● **Problem description**: Show every line below where "MarkerPosition" can be found.

(Beginning of Source material)

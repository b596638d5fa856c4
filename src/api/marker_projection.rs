use serde::{Deserialize, Serialize};

#[cfg(feature = "parallel-projection")]
use rayon::prelude::*;

use crate::core::{Axis, Field, LinearScale, StateRecord};
use crate::render::Renderer;

use super::ScatterChart;

/// On-screen marker centre and label anchor in plot coordinates.
#[derive(Debug, Clone, Copy, PartialEq, Serialize, Deserialize)]
pub struct MarkerPosition {
    pub record_index: usize,
    pub x: f64,
    pub y: f64,
    pub label_x: f64,
    pub label_y: f64,
}

/// Pixel coordinate of `field` for every record, in record order.
pub(super) fn project_field(
    records: &[StateRecord],
    field: Field,
    scale: LinearScale,
) -> Vec<f64> {
    #[cfg(feature = "parallel-projection")]
    {
        records
            .par_iter()
            .map(|record| scale.map(record.value(field)))
            .collect()
    }

    #[cfg(not(feature = "parallel-projection"))]
    {
        records
            .iter()
            .map(|record| scale.map(record.value(field)))
            .collect()
    }
}

impl<R: Renderer> ScatterChart<R> {
    /// Marker of `record_index` as currently shown, mid-transition included.
    #[must_use]
    pub fn marker_position(&self, record_index: usize) -> Option<MarkerPosition> {
        let x = self.x_axis.position_at(record_index, self.clock_ms)?;
        let y = self.y_axis.position_at(record_index, self.clock_ms)?;
        Some(MarkerPosition {
            record_index,
            x,
            y,
            label_x: x,
            label_y: y + self.config.marker_label_offset_px,
        })
    }

    /// Every marker as currently shown, in record order.
    #[must_use]
    pub fn marker_positions(&self) -> Vec<MarkerPosition> {
        (0..self.records.len())
            .filter_map(|index| self.marker_position(index))
            .collect()
    }

    /// Where the marker of `record_index` settles once transitions finish.
    #[must_use]
    pub fn marker_target(&self, record_index: usize) -> Option<(f64, f64)> {
        Some((
            self.axis_state(Axis::X).target_position(record_index)?,
            self.axis_state(Axis::Y).target_position(record_index)?,
        ))
    }
}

(End of Source material)

● **Response below**:
pub struct MarkerPosition {
    pub fn marker_position(&self, record_index: usize) -> Option<MarkerPosition> {
        Some(MarkerPosition {
    pub fn marker_positions(&self) -> Vec<MarkerPosition> {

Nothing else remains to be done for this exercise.